### TO DO:
Write out the stretch of lines below that begins at the line with "repository 7fc0c11018287612" and ends at the line with "pattern, passed to", including both, exactly as given and nothing more.

Stored items:

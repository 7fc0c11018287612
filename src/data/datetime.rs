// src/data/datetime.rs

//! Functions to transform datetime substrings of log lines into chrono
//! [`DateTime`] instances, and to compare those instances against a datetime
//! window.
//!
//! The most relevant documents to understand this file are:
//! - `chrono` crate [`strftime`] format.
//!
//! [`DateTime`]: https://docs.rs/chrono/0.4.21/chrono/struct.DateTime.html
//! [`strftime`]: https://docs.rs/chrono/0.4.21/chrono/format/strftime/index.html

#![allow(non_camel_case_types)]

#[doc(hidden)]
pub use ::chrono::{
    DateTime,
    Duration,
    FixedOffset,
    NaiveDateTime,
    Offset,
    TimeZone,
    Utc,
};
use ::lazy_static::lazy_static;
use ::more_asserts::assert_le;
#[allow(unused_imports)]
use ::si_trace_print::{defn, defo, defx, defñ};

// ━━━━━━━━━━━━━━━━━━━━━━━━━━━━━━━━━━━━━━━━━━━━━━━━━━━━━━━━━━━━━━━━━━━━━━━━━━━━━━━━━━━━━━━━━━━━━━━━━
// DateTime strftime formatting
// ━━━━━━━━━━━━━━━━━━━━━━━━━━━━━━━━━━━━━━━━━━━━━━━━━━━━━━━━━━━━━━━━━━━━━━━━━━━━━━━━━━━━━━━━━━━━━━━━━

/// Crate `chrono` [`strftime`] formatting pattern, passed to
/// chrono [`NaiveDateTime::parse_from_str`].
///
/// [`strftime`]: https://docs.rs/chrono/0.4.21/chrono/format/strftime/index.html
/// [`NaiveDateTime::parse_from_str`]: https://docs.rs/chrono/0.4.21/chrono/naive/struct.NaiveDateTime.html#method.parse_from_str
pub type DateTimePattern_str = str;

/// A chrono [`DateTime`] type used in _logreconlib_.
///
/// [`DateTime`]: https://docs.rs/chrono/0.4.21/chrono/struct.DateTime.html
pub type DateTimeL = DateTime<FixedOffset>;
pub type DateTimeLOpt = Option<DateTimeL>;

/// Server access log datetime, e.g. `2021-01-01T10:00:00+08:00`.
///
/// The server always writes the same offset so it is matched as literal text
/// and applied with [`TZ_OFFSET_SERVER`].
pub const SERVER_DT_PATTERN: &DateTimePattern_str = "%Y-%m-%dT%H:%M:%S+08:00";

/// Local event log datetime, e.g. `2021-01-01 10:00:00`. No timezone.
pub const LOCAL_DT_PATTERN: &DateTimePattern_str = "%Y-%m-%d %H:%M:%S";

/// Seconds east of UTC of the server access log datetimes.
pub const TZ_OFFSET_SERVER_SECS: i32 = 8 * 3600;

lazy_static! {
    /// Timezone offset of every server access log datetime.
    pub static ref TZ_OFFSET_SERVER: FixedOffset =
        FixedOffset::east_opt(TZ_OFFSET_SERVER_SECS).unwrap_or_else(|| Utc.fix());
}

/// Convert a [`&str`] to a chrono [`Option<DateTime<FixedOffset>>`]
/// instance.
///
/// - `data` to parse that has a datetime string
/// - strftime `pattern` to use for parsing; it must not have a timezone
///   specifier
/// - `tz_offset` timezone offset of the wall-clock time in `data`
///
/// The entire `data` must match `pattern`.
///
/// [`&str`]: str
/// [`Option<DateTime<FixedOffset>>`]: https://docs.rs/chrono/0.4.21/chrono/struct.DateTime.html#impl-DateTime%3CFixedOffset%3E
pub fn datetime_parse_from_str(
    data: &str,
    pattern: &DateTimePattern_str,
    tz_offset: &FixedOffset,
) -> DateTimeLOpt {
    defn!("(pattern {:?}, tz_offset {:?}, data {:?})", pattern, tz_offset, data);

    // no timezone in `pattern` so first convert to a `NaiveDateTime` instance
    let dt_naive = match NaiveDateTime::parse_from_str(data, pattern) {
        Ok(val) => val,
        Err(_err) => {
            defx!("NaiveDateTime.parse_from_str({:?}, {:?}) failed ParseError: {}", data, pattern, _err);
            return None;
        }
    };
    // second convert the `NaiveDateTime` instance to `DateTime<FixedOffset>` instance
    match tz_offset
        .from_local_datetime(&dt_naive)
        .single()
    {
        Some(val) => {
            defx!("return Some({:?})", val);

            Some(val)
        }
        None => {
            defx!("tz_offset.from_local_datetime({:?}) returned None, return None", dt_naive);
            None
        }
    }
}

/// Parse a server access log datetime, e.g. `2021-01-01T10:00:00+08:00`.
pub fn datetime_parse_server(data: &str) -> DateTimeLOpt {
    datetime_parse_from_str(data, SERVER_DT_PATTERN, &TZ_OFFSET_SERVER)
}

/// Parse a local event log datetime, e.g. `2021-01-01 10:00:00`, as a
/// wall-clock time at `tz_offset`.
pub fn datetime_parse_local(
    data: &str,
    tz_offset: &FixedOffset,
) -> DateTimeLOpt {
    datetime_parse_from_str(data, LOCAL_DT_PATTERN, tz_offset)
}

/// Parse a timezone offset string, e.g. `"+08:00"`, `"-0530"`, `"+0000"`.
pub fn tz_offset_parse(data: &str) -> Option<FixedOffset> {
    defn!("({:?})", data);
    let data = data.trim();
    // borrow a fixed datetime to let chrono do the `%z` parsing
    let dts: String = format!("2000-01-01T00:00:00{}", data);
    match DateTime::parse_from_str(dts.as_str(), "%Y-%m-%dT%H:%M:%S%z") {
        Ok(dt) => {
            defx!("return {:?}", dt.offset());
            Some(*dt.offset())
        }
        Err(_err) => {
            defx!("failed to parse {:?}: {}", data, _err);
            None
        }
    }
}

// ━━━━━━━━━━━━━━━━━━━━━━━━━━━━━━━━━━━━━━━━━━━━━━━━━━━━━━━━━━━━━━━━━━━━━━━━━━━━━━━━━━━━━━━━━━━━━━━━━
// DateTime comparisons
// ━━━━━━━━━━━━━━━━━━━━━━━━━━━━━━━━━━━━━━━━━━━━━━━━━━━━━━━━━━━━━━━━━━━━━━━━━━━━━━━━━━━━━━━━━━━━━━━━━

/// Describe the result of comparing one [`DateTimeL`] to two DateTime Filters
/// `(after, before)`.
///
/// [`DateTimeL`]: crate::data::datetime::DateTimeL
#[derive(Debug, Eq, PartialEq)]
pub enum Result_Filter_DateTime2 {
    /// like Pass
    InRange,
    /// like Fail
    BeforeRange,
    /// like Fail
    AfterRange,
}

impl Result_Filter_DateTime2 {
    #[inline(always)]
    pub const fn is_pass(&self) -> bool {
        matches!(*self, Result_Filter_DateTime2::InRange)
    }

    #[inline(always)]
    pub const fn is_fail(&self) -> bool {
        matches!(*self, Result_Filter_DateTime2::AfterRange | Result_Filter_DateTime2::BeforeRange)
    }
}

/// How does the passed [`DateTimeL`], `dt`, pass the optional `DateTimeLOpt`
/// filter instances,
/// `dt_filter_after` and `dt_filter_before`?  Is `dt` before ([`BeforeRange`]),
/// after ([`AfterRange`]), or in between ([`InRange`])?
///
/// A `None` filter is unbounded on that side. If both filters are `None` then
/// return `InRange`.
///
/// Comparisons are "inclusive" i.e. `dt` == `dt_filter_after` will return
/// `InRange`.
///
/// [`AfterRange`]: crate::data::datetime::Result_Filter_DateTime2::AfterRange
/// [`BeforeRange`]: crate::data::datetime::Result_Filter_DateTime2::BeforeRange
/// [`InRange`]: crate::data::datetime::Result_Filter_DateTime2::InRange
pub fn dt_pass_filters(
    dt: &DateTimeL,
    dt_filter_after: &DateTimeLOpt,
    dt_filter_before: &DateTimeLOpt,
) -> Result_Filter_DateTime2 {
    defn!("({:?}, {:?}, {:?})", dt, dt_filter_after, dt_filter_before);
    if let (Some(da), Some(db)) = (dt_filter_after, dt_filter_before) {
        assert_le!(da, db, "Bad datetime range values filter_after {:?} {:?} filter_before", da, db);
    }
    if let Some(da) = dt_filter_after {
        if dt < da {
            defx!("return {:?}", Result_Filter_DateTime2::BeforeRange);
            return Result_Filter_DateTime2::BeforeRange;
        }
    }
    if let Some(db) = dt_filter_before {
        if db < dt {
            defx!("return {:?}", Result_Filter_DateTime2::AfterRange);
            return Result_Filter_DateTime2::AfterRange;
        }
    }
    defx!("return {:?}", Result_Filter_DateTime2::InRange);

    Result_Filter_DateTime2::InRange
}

...

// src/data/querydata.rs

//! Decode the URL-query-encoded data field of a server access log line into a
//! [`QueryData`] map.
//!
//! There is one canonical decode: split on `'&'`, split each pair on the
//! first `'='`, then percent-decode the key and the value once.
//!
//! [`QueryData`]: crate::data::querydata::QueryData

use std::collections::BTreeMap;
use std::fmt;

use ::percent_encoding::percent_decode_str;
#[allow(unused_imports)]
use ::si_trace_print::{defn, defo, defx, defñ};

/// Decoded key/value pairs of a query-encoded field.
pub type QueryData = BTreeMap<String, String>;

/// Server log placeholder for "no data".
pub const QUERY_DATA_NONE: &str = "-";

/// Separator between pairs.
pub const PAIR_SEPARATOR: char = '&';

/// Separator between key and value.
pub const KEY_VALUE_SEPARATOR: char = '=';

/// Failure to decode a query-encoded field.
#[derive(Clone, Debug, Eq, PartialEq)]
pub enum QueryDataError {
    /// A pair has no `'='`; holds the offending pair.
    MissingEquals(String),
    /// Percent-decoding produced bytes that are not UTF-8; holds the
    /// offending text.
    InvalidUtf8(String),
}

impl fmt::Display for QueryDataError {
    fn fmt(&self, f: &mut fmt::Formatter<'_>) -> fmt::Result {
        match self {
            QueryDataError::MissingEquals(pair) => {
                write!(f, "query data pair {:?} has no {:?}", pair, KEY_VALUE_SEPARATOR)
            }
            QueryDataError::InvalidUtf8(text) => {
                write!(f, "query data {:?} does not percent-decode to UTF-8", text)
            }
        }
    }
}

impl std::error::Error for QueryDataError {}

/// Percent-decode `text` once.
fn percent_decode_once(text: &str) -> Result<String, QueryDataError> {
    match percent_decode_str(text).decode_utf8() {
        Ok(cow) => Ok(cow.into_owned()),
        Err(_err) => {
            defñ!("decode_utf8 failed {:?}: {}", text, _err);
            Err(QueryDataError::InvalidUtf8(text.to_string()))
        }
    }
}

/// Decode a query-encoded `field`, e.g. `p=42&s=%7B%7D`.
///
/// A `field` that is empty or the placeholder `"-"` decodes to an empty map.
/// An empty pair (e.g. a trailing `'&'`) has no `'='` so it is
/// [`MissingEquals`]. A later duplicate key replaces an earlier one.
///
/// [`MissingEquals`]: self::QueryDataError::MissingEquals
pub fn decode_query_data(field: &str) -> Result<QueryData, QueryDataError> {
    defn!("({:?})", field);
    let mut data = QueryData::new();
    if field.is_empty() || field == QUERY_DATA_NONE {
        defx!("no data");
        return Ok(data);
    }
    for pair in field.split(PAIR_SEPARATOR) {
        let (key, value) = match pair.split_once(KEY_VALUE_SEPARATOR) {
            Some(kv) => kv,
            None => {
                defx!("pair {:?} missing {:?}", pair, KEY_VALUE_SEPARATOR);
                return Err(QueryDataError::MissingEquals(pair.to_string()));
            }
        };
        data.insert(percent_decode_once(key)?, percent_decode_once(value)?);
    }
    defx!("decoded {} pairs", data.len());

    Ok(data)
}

### WRITTEN ANSWER:
repository 7fc0c11018287612
filename src/data/datetime.rs
// src/data/datetime.rs

//! Functions to transform datetime substrings of log lines into chrono
//! [`DateTime`] instances, and to compare those instances against a datetime
//! window.
//!
//! The most relevant documents to understand this file are:
//! - `chrono` crate [`strftime`] format.
//!
//! [`DateTime`]: https://docs.rs/chrono/0.4.21/chrono/struct.DateTime.html
//! [`strftime`]: https://docs.rs/chrono/0.4.21/chrono/format/strftime/index.html

#![allow(non_camel_case_types)]

#[doc(hidden)]
pub use ::chrono::{
    DateTime,
    Duration,
    FixedOffset,
    NaiveDateTime,
    Offset,
    TimeZone,
    Utc,
};
use ::lazy_static::lazy_static;
use ::more_asserts::assert_le;
#[allow(unused_imports)]
use ::si_trace_print::{defn, defo, defx, defñ};

// ━━━━━━━━━━━━━━━━━━━━━━━━━━━━━━━━━━━━━━━━━━━━━━━━━━━━━━━━━━━━━━━━━━━━━━━━━━━━━━━━━━━━━━━━━━━━━━━━━
// DateTime strftime formatting
// ━━━━━━━━━━━━━━━━━━━━━━━━━━━━━━━━━━━━━━━━━━━━━━━━━━━━━━━━━━━━━━━━━━━━━━━━━━━━━━━━━━━━━━━━━━━━━━━━━

/// Crate `chrono` [`strftime`] formatting pattern, passed to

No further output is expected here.